Decreased LIMD1 Gene Expression Is Associated with HIF-1α Over-Expression and Angiogenesis in Multiple Myeloma

Enhanced angiogenesis in multiple myeloma (MM) is an important step in its tumor growth, invasion, and metastasis into the bone marrow. The bone marrow is a complex and dynamic microenvironment with multiple cell types contributing to niches that support myeloma tumor cell proliferation. One of the important microenvironmental factors, hypoxia-inducible factor 1α (HIF-1α), has been known to be associated with increased angiogenesis and metastatic potential as well as poor prognosis in MM. However, the role of HIF-1α in the etiology, pathogenesis and possible treatment of MM remains unclear. LIM domain-containing protein (LIMD1), a tumor suppressor molecular links prolyl hydroxylases (PHD1, 2 or 3) to von Hippel–Lindau (VHL) as a molecular scaffold, PHDs-LIMD1-VHL. This results in down-regulation of HIF-1α.

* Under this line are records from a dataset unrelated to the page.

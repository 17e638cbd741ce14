//! Lexical scoring: token-set Jaccard blended with query-token precision.

use std::collections::HashSet;

/// Lowercased word tokens longer than two characters.
///
/// Punctuation separates tokens, so `self-attention` yields `self` and `attention`.
pub fn tokens(text: &str) -> HashSet<String> {
    text.to_lowercase()
        .split(|c: char| !c.is_alphanumeric())
        .filter(|t| t.chars().count() > 2)
        .map(str::to_owned)
        .collect()
}

/// Keyword score in `[0, 1]`.
///
/// `jaccard_share * |Q ∩ D| / |Q ∪ D| + (1 - jaccard_share) * |Q ∩ D| / |Q|`.
/// An empty query token set scores 0.
pub fn keyword_score(query: &HashSet<String>, text: &str, jaccard_share: f32) -> f32 {
    if query.is_empty() {
        return 0.0;
    }
    let doc = tokens(text);
    let inter = query.intersection(&doc).count() as f32;
    let union = query.union(&doc).count() as f32;

    let jaccard = if union > 0.0 { inter / union } else { 0.0 };
    let precision = inter / query.len() as f32;
    let share = jaccard_share.clamp(0.0, 1.0);

    (share * jaccard + (1.0 - share) * precision).clamp(0.0, 1.0)
}

/// Fraction of query tokens that appear in `title`.
pub fn title_match(query: &HashSet<String>, title: &str) -> f32 {
    if query.is_empty() {
        return 0.0;
    }
    let title = tokens(title);
    query.iter().filter(|t| title.contains(*t)).count() as f32 / query.len() as f32
}
//! Public request/response types of the pipeline.

use std::collections::BTreeSet;

use serde::{Deserialize, Serialize};

use crate::mode::AnswerMode;
use crate::relevance::RankedResult;

/// Hard upper bound on `top_k` accepted from callers.
pub const MAX_TOP_K: usize = 100;

/// One question put to the pipeline.
///
/// `top_k = 0` means: "use the mode's default".
///
/// # Example
/// ```
/// use paper_rag::{AnswerMode, AnswerRequest};
/// let req = AnswerRequest::new("what is self-attention", AnswerMode::Concise);
/// assert_eq!(req.top_k, 0);
/// ```
#[derive(Clone, Debug, Serialize, Deserialize)]
pub struct AnswerRequest {
    pub question: String,
    pub mode: AnswerMode,
    #[serde(default)]
    pub top_k: usize,
    /// Restricts retrieval to these papers. Required (non-empty) for
    /// `MultiDocument`; an optional scope for every other mode.
    #[serde(default)]
    pub paper_ids: Option<BTreeSet<String>>,
}

impl AnswerRequest {
    pub fn new(question: impl Into<String>, mode: AnswerMode) -> Self {
        Self {
            question: question.into(),
            mode,
            top_k: 0,
            paper_ids: None,
        }
    }

    pub fn top_k(mut self, top_k: usize) -> Self {
        self.top_k = top_k;
        self
    }

    pub fn papers<I, S>(mut self, ids: I) -> Self
    where
        I: IntoIterator<Item = S>,
        S: Into<String>,
    {
        self.paper_ids = Some(ids.into_iter().map(Into::into).collect());
        self
    }
}

/// A source the answer draws on.
#[derive(Clone, Debug, PartialEq, Serialize, Deserialize)]
pub struct Citation {
    pub paper_id: String,
    pub title: String,
    pub chunk_index: usize,
    pub chunk_id: String,
    /// Normalized 0–100 relevance of the cited chunk.
    pub relevance: f32,
}

/// Quality caveats attached to a best-effort answer.
#[derive(Clone, Debug, PartialEq, Eq, Serialize, Deserialize)]
#[serde(tag = "kind", rename_all = "snake_case")]
pub enum Caveat {
    /// Semantic search was unavailable; ranking used keyword overlap only.
    DegradedRetrieval { reason: String },
    /// Fewer sources than requested because one paper dominated the results.
    LimitedSourceDiversity { distinct_papers: usize, required: usize },
    /// The configured generator failed; the answer is an extract of the sources.
    GenerationFallback { reason: String },
    /// Some retrieved chunks disappeared before they could be read.
    DroppedChunks { count: usize },
}

/// Pipeline states. A successful query visits every state from `Received`
/// to `Logged` in order; any failure ends in `Failed`.
#[derive(Clone, Copy, Debug, PartialEq, Eq, Serialize, Deserialize)]
#[serde(rename_all = "SCREAMING_SNAKE_CASE")]
pub enum PipelineState {
    Received,
    Expanded,
    Retrieved,
    Reranked,
    Scored,
    Generated,
    Logged,
    Failed,
}

#[derive(Clone, Debug, Serialize)]
pub struct Diagnostics {
    pub elapsed_ms: u64,
    pub degraded: bool,
    pub degraded_reason: Option<String>,
    pub limited_diversity: bool,
    pub final_state: PipelineState,
    /// States visited, in order.
    pub trace: Vec<PipelineState>,
    pub expansions: Vec<String>,
    /// Candidates produced by hybrid search before rerank.
    pub candidate_count: usize,
    pub per_paper_cap: usize,
    /// Name of the generator that produced the answer.
    pub generator: String,
    pub dropped_chunks: Vec<String>,
}

/// Result of [`crate::RagPipeline::answer`].
#[derive(Clone, Debug, Serialize)]
pub struct RagAnswer {
    pub answer: String,
    pub citations: Vec<Citation>,
    pub ranked: RankedResult,
    pub diagnostics: Diagnostics,
    pub caveats: Vec<Caveat>,
}

impl RagAnswer {
    /// Whether the answer came with any quality caveat.
    pub fn is_best_effort(&self) -> bool {
        !self.caveats.is_empty()
    }
}
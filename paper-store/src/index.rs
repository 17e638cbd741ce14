//! Similarity-search and chunk-lookup contracts.

use crate::embed::StoreFuture;
use crate::record::{Chunk, PaperFilter};

/// Nearest-neighbour search over chunk vectors.
pub trait SemanticIndex: Send + Sync {
    /// Returns up to `limit` `(chunk_id, cosine similarity)` pairs ordered by
    /// similarity descending. Similarity lies in `[-1, 1]`.
    fn search<'a>(
        &'a self,
        vector: &'a [f32],
        limit: usize,
        filter: Option<&'a PaperFilter>,
    ) -> StoreFuture<'a, Vec<(String, f32)>>;
}

/// Read access to stored chunks.
pub trait ChunkStore: Send + Sync {
    /// Fails with `StoreError::NotFound` when the chunk is gone.
    fn fetch<'a>(&'a self, chunk_id: &'a str) -> StoreFuture<'a, Chunk>;

    /// Lists up to `limit` chunks, optionally restricted to a paper set.
    /// Used as the lexical recall source when vector search is unavailable.
    fn scroll<'a>(&'a self, filter: Option<&'a PaperFilter>, limit: usize)
    -> StoreFuture<'a, Vec<Chunk>>;
}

Following informed consent, ten bone marrow aspirates and five biopsies were obtained from MM patients and healthy subjects, respectively. Bone marrow mononuclear cells (BMMCs) were isolated by using density-gradient centrifugation with Histopaque-1077 (Sigma, St Louis). For gene expression studies, total RNA was isolated from BMMCs. RNA was reverse-transcribed into cDNA and amplified using the Thermo-Script RT-PCR System and PCR performed again using the GeneAmp PCR System 9700. Protein expression in BMMCs from MM and healthy subjects was determined using Western blot analysis and immunohistochemical (IHC) staining.

The results showed that LIMD1 gene expression in BMMCs as assessed using RT-PCR in MM patients was reduced compared to healthy subjects. In addition, PHD1 gene expression in BMMCs from MM patients was markedly reduced whereas PHD2 and PHD3 expression was similar to healthy subjects' BMMCs. The gene expression of VHL1, VHL2, and VHL3 in BMMCs was similar in MM patients compared to healthy subjects. Notably, LIMD1 gene expression in BMMCs from patients with monoclonal gammopathy of undetermined significance and primary amyloidosis patients was lover than among patients with progressive MM. Furthermore, the results of IHC staining showed LIMD1 protein expression in biopsy samples from MM patients with progressive disease was deceased and associated with high expression of HIF-1α. We also determined LIMD1 gene expression in MM patients treated with or without bortezomib. The results showed that this proteasome inhibitor did not affect LIMD1 expression.

LIMD1 expression is reduced with down-regulation of PHD1 and up-regulation of HIF-1α in MM patients. The proteasome inhibitor did not inhibit LIMD1 gene expression in our experiments although it has reported that bortezomib inhibits HIF-1α levels in MM. The results from these studies suggest that LIMD1 may be an important key regulator of HIF1-1a and angiogenesis in MM. It has been reported that knocking out the LIMD1 gene will lead to over-expression of a single gene K-Ras and result in the development of lung adenocarcinoma. We are currently investigating the other pathways that are impacted by the reduction of LIMD1 expression, and how this may lead to the pathogenesis of MM.

No relevant conflicts of interest to declare.